Conflict of interest complaint
[10] The conflict of interest complaint arises in the context of the Practitioner representing both the Applicant and her husband in the sale of the matrimonial home, while at the same time representing the husband in relation to the relationship property distribution and other related matters. The Applicant perceives this to have been a conflict on the part of the Practitioner. She says she received no legal advice about this.
[11] The Lawyers: Conduct and Client Care Rules prohibits a lawyer from acting for two (or more) parties whose interests are in conflict. This is governed by Chapter 6 of the Rules which states that a lawyer must not act for more than one client on a matter in any circumstances where there is more than a negligible risk that the lawyer may be unable to discharge the obligations owed to one or more of the clients.
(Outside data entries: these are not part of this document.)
pub mod commands;
pub mod conn;
pub mod declar;
pub mod packet;

/// `u24 payload_length + u8 sequence` preceding every packet.
pub const PACKET_HEADER_SIZE: usize = 4;

/// Payloads of this size continue in the next frame.
pub const MAX_PACKET_PAYLOAD: usize = 0x00ff_ffff;

/// Max packet advertised in the auth reply.
pub const MAX_PACKET_SIZE: u32 = 16_777_216;

pub const NULL_TERMINATOR: u8 = 0;

/// utf8_general_ci, used when the server does not dictate a collation.
pub const UTF8_GENERAL_CI: u8 = 33;

/// Environment override for the replica server id announced to masters.
pub const SLAVE_SERVER_ID_ENV: &str = "TBR_SLAVE_SERVER_ID";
There is a qualification which provides that the Rule does not apply when the consent of all parties concerned is obtained in advance unless it becomes apparent that the lawyer will not be able to discharge his obligations owed to all of the clients.
[12] There are several reasons why the above circumstances do not raise a conflict of interest situation for the Practitioner. First, it is clear from the above that a conflict arises only if the lawyer acts for one or more parties in respect of “a matter”. The Rule clearly contemplates that it applies when the Practitioner is acting for two (or more) parties in respect of the same matter, and where those interests might conflict. This would arise for example if each of the parties sought a different outcome in respect of the matter, and in such a case the Practitioner could not advance the interests of one client except at the expense of the interests of the other party. The „matter‟ in respect of which the Practitioner acted for both parties concerned the legal work to complete that sale.
[13] Second, there is nothing to suggest that the parties‟ interests were in conflict with regard to the sale. Both wanted the house sold. There was no disagreement about their objectives when instructing the Practitioner, namely that the house should be sold and the proceeds held by the Practitioner pending division of the relationship property. They had a common interest in selling the house.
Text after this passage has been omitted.